Las mil y una formas de referirnos al sonido
- Juanma de Casas

- 26 nov 2025
- 3 Min. de lectura
Actualizado: 23 ene

Hay un superpoder que todos tenemos y que rara vez reconocemos: la capacidad de describir un sonido usando… “otro” sonido. Es casi un reflejo. Oímos un ruido extraño en casa y decimos que es “un clic”, “un ras-ras”, “un cric-cric”. No importa si somos técnicos de sonido o panaderos con talento para el baloncesto: nuestro cerebro lleva un pequeño banco de presets onomatopéyicos listo para dispararse en cuanto algo retumba, vibra o sisea a nuestro alrededor.
Y es que pocas cosas hay tan mágicas —y tan cómicamente humanas— como intentar explicar algo etéreo con una batería entera de adjetivos que no solo no describen materia alguna, sino que encima suenan. Es decir: para hablar de lo intangible usamos palabras tangibles… que imitan el sonido de lo intangible. Es un bucle lingüístico digno de un delay mal configurado.

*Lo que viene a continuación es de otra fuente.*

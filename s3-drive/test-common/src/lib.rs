/*
 * Copyright Amazon.com, Inc. or its affiliates. All Rights Reserved.
 * SPDX-License-Identifier: Apache-2.0
 */

use std::collections::{HashMap, HashSet};
use std::sync::{Arc, Mutex};
use std::time::SystemTime;

use aws_sdk_s3::operation::{
    copy_object::{CopyObjectError, CopyObjectOutput},
    delete_object::DeleteObjectOutput,
    get_object::{GetObjectError, GetObjectOutput},
    get_object_acl::{GetObjectAclError, GetObjectAclOutput},
    head_object::{HeadObjectError, HeadObjectOutput},
    put_object::PutObjectOutput,
    put_object_acl::{PutObjectAclError, PutObjectAclOutput},
};
use aws_sdk_s3::primitives::{ByteStream, DateTime};
use aws_sdk_s3::types::error::{NoSuchKey, NotFound};
use aws_sdk_s3::types::{Grant, Grantee, MetadataDirective, ObjectCannedAcl, Permission, Type};
use aws_smithy_mocks_experimental::{mock, Rule};
use aws_smithy_runtime_api::{client::orchestrator::HttpResponse, http::StatusCode};
use aws_smithy_types::body::SdkBody;
use aws_smithy_types::error::ErrorMetadata;
use bytes::{BufMut, Bytes, BytesMut};

pub use aws_smithy_http_client;
pub use aws_smithy_mocks_experimental;
pub use http;

/// Grantee URI of the predefined group of all users
pub const ALL_USERS_GROUP: &str = "http://acs.amazonaws.com/groups/global/AllUsers";

/// Build an S3 client from mock rules whose HTTP client answers every request with an empty
/// `200`, so no request ever leaves the process.
#[macro_export]
macro_rules! mock_client_with_stubbed_http_client {
    ($aws_crate: ident, $rules: expr) => {
        $crate::mock_client_with_stubbed_http_client!(
            $aws_crate,
            $crate::aws_smithy_mocks_experimental::RuleMode::Sequential,
            $rules
        )
    };
    ($aws_crate: ident, $rule_mode: expr, $rules: expr) => {{
        let client =
            $crate::aws_smithy_mocks_experimental::mock_client!($aws_crate, $rule_mode, $rules);
        $aws_crate::Client::from_conf(
            client
                .config()
                .to_builder()
                .http_client(
                    $crate::aws_smithy_http_client::test_util::infallible_client_fn(|_req| {
                        $crate::http::Response::builder()
                            .status(200)
                            .body("")
                            .unwrap()
                    }),
                )
                .build(),
        )
    }};
}

/// drain/consume the body
pub async fn drain(
    mut body: ByteStream,
) -> Result<Bytes, aws_smithy_types::byte_stream::error::Error> {
    let mut data = BytesMut::new();
    while let Some(chunk) = body.next().await {
        data.put(chunk?);
    }
    Ok(data.freeze())
}

fn error_code(code: &str) -> ErrorMetadata {
    ErrorMetadata::builder().code(code).build()
}

fn no_such_key() -> NoSuchKey {
    NoSuchKey::builder().meta(error_code("NoSuchKey")).build()
}

/// An object stored in a [`MockBucket`]
#[derive(Debug, Clone)]
pub struct MockObject {
    pub contents: Bytes,
    pub public: bool,
    pub content_type: Option<String>,
    pub e_tag: String,
    pub last_modified: DateTime,
}

impl MockObject {
    fn new(contents: Bytes, acl: Option<&ObjectCannedAcl>, content_type: Option<&str>) -> Self {
        Self {
            e_tag: format!("\"{:x}\"", md5::compute(&contents)),
            contents,
            public: acl == Some(&ObjectCannedAcl::PublicRead),
            content_type: content_type.map(str::to_owned),
            last_modified: DateTime::from(SystemTime::now()),
        }
    }

    /// The access control grants S3 would report for this object
    pub fn grants(&self) -> Vec<Grant> {
        let owner = Grantee::builder()
            .r#type(Type::CanonicalUser)
            .id("owner")
            .build()
            .unwrap();
        let mut grants = vec![Grant::builder()
            .grantee(owner)
            .permission(Permission::FullControl)
            .build()];

        if self.public {
            let everybody = Grantee::builder()
                .r#type(Type::Group)
                .uri(ALL_USERS_GROUP)
                .build()
                .unwrap();
            grants.push(
                Grant::builder()
                    .grantee(everybody)
                    .permission(Permission::Read)
                    .build(),
            );
        }
        grants
    }
}

/// A stateful in-memory bucket.
///
/// The mock rules returned by [`MockBucket::rules`] record writes, copies, ACL changes and
/// deletes, so reads observe earlier writes. Use them with `RuleMode::MatchAny`.
///
/// NOTE: request bodies must be in memory (e.g. `ByteStream::from(Bytes)`), and requests must
/// not be sent concurrently.
#[derive(Debug, Clone)]
pub struct MockBucket {
    name: String,
    objects: Arc<Mutex<HashMap<String, MockObject>>>,
    failing_deletes: Arc<Mutex<HashSet<String>>>,
    // key of the request currently being answered
    pending: Arc<Mutex<Option<String>>>,
}

impl MockBucket {
    /// Create a new empty bucket
    pub fn new(name: impl Into<String>) -> Self {
        Self {
            name: name.into(),
            objects: Default::default(),
            failing_deletes: Default::default(),
            pending: Default::default(),
        }
    }

    /// Store an object directly, bypassing the mock rules
    pub fn insert(&self, key: impl Into<String>, contents: impl Into<Bytes>, public: bool) {
        let acl = if public {
            ObjectCannedAcl::PublicRead
        } else {
            ObjectCannedAcl::Private
        };
        let object = MockObject::new(contents.into(), Some(&acl), None);
        self.objects.lock().unwrap().insert(key.into(), object);
    }

    /// Return the stored object at `key`
    pub fn object(&self, key: &str) -> Option<MockObject> {
        self.objects.lock().unwrap().get(key).cloned()
    }

    /// Make `DeleteObject` requests for `key` fail with `403 Access Denied`
    pub fn fail_deletes_of(&self, key: impl Into<String>) {
        self.failing_deletes.lock().unwrap().insert(key.into());
    }

    fn contains(&self, key: Option<&str>) -> bool {
        key.is_some_and(|key| self.objects.lock().unwrap().contains_key(key))
    }

    /// Remember `key` as the object the next output is built from
    fn select(&self, key: Option<&str>) -> bool {
        if !self.contains(key) {
            return false;
        }
        *self.pending.lock().unwrap() = key.map(str::to_owned);
        true
    }

    fn selected(&self) -> MockObject {
        let key = self.pending.lock().unwrap().clone().expect("object selected");
        self.object(&key).expect("selected object exists")
    }

    /// Resolve a `CopySource` header value to a key of this bucket
    fn source_key(&self, copy_source: Option<&str>) -> Option<String> {
        let prefix = format!("{}/", self.name);
        let key = copy_source?.trim_start_matches('/').strip_prefix(&prefix)?;
        urlencoding::decode(key).ok().map(|key| key.into_owned())
    }

    /// Return the mock rules representing this bucket
    pub fn rules(&self) -> Vec<Rule> {
        vec![
            self.put_object_rule(),
            self.get_object_rule(),
            mock!(aws_sdk_s3::Client::get_object)
                .then_error(|| GetObjectError::NoSuchKey(no_such_key())),
            self.head_object_rule(),
            mock!(aws_sdk_s3::Client::head_object)
                .then_error(|| HeadObjectError::NotFound(
                    NotFound::builder().meta(error_code("NotFound")).build(),
                )),
            self.get_object_acl_rule(),
            mock!(aws_sdk_s3::Client::get_object_acl)
                .then_error(|| GetObjectAclError::NoSuchKey(no_such_key())),
            self.put_object_acl_rule(),
            mock!(aws_sdk_s3::Client::put_object_acl)
                .then_error(|| PutObjectAclError::NoSuchKey(no_such_key())),
            self.copy_object_rule(),
            mock!(aws_sdk_s3::Client::copy_object).then_error(|| {
                CopyObjectError::generic(error_code("NoSuchKey"))
            }),
            self.failing_delete_rule(),
            self.delete_object_rule(),
        ]
    }

    fn put_object_rule(&self) -> Rule {
        let bucket = self.clone();
        mock!(aws_sdk_s3::Client::put_object)
            .match_requests(move |r| {
                let contents = r
                    .body()
                    .bytes()
                    .expect("mock bucket only supports in-memory bodies");
                let object =
                    MockObject::new(Bytes::copy_from_slice(contents), r.acl(), r.content_type());
                let key = r.key().expect("key set").to_owned();
                bucket.objects.lock().unwrap().insert(key, object);
                true
            })
            .then_output(|| PutObjectOutput::builder().build())
    }

    fn get_object_rule(&self) -> Rule {
        let (matcher, output) = (self.clone(), self.clone());
        mock!(aws_sdk_s3::Client::get_object)
            .match_requests(move |r| matcher.select(r.key()))
            .then_output(move || {
                let object = output.selected();
                GetObjectOutput::builder()
                    .content_length(object.contents.len() as i64)
                    .e_tag(object.e_tag.clone())
                    .set_content_type(object.content_type.clone())
                    .body(ByteStream::from(object.contents.clone()))
                    .build()
            })
    }

    fn head_object_rule(&self) -> Rule {
        let (matcher, output) = (self.clone(), self.clone());
        mock!(aws_sdk_s3::Client::head_object)
            .match_requests(move |r| matcher.select(r.key()))
            .then_output(move || {
                let object = output.selected();
                HeadObjectOutput::builder()
                    .content_length(object.contents.len() as i64)
                    .e_tag(object.e_tag.clone())
                    .set_content_type(object.content_type.clone())
                    .last_modified(object.last_modified)
                    .build()
            })
    }

    fn get_object_acl_rule(&self) -> Rule {
        let (matcher, output) = (self.clone(), self.clone());
        mock!(aws_sdk_s3::Client::get_object_acl)
            .match_requests(move |r| matcher.select(r.key()))
            .then_output(move || {
                GetObjectAclOutput::builder()
                    .set_grants(Some(output.selected().grants()))
                    .build()
            })
    }

    fn put_object_acl_rule(&self) -> Rule {
        let bucket = self.clone();
        mock!(aws_sdk_s3::Client::put_object_acl)
            .match_requests(move |r| {
                let key = r.key().unwrap_or_default();
                match bucket.objects.lock().unwrap().get_mut(key) {
                    Some(object) => {
                        object.public = r.acl() == Some(&ObjectCannedAcl::PublicRead);
                        true
                    }
                    None => false,
                }
            })
            .then_output(|| PutObjectAclOutput::builder().build())
    }

    fn copy_object_rule(&self) -> Rule {
        let bucket = self.clone();
        mock!(aws_sdk_s3::Client::copy_object)
            .match_requests(move |r| {
                let Some(source) = bucket
                    .source_key(r.copy_source())
                    .and_then(|key| bucket.object(&key))
                else {
                    return false;
                };

                let content_type = match r.metadata_directive() {
                    Some(MetadataDirective::Replace) => r.content_type(),
                    _ => source.content_type.as_deref(),
                };
                let object = MockObject::new(source.contents.clone(), r.acl(), content_type);
                let key = r.key().expect("key set").to_owned();
                bucket.objects.lock().unwrap().insert(key, object);
                true
            })
            .then_output(|| CopyObjectOutput::builder().build())
    }

    fn failing_delete_rule(&self) -> Rule {
        let bucket = self.clone();
        mock!(aws_sdk_s3::Client::delete_object)
            .match_requests(move |r| {
                r.key()
                    .is_some_and(|key| bucket.failing_deletes.lock().unwrap().contains(key))
            })
            .then_http_response(|| {
                HttpResponse::new(StatusCode::try_from(403).unwrap(), SdkBody::empty())
            })
    }

    fn delete_object_rule(&self) -> Rule {
        let bucket = self.clone();
        mock!(aws_sdk_s3::Client::delete_object)
            .match_requests(move |r| {
                if let Some(key) = r.key() {
                    bucket.objects.lock().unwrap().remove(key);
                }
                true
            })
            .then_output(|| DeleteObjectOutput::builder().build())
    }
}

Porque el idioma no se conforma con darnos términos técnicos: nos regala onomatopeyas con carnet de identidad. Algunas palabras no se molestan en describir: son el sonido.
Siseo es “ssss” con zapatos. Tic-tac es un reloj analógico diciendo “mantened la calma, aún existo”. Clic, crac, zas, puf… son pequeños samples del mundo físico convertidos en vocabulario oficial.
Y luego están las palabras que juegan a ser poéticas y acústicas a la vez. Crujido, retumbo, estruendo, zumbido, murmullo. No imitan el ruido: lo evocan. Tú lees “crujido” y ya sabes que algo se partió, rozó o protestó. Lees “zumbido” y te invade inmediatamente una sinusoidal sospechosa. Lees “susurro” y ya estás modulando tu voz al mínimo. Es un poder maravilloso: adjetivos que describen sensaciones que en realidad no se pueden tocar. Son como texturas que aplicamos a un fenómeno invisible.
En el mundo del audio, esta colección de palabras se vuelve todavía más divertida. Porque además de las onomatopeyas puras, manejamos un arsenal de adjetivos que rozan lo metafísico. Un bombo puede ser “gordo”, un agudo “afilado”, un ambiente “cremoso”, un ampli “calentito”, un reverb “húmeda” (sí, lo hemos dicho todos). Nadie ha visto jamás un sonido “cremoso”, pero todos sabemos cómo suena. Es un milagro psicoacústico que la RAE aún no ha terminado de procesar.
Si analizamos un poco, descubrimos que el idioma sigue una lógica acústica deliciosa. Las fricativas (s, f, sh) aparecen en todo lo que implica fricción: siseo, fssss, shhhh. Los impactos son oclusivos: p, t, k → paf, toc, clac. Los líquidos prefieren l y g: glugluglú, borbotear. Y si algo suena repetitivo, el idioma también repite: tic-tac, toc-toc, cric-cric. Y hasta los animales croan, graznan, pían, verbos nacidos de fonemas que sugieren su timbre real y que funcionan como atajos psicoacústicos para nombrar aquello que solo puede escucharse.
El lenguaje lleva siglos haciendo sound design sin cobrar derechos de autor.
Pero quizá lo más útil de todo es lo rápido que estas palabras nos comunican la experiencia sonora. Si digo “chirrido”, tú ya sabes el tipo de dolor auditivo del que estamos hablando —aunque aún no sepamos si viene de una puerta vieja, de un violín sin amor o de un coche que pide jubilación. Son atajos cognitivos: pequeños metadatos sonoros en forma de palabras.
Somos criaturas acústicas intentando ponerle nombre a un universo invisible. Y nuestro diccionario, por suerte, está lleno de clics, cracs, murmullos, chapoteos, retumbos y adjetivos imposibles que nos permiten describir lo indescriptible.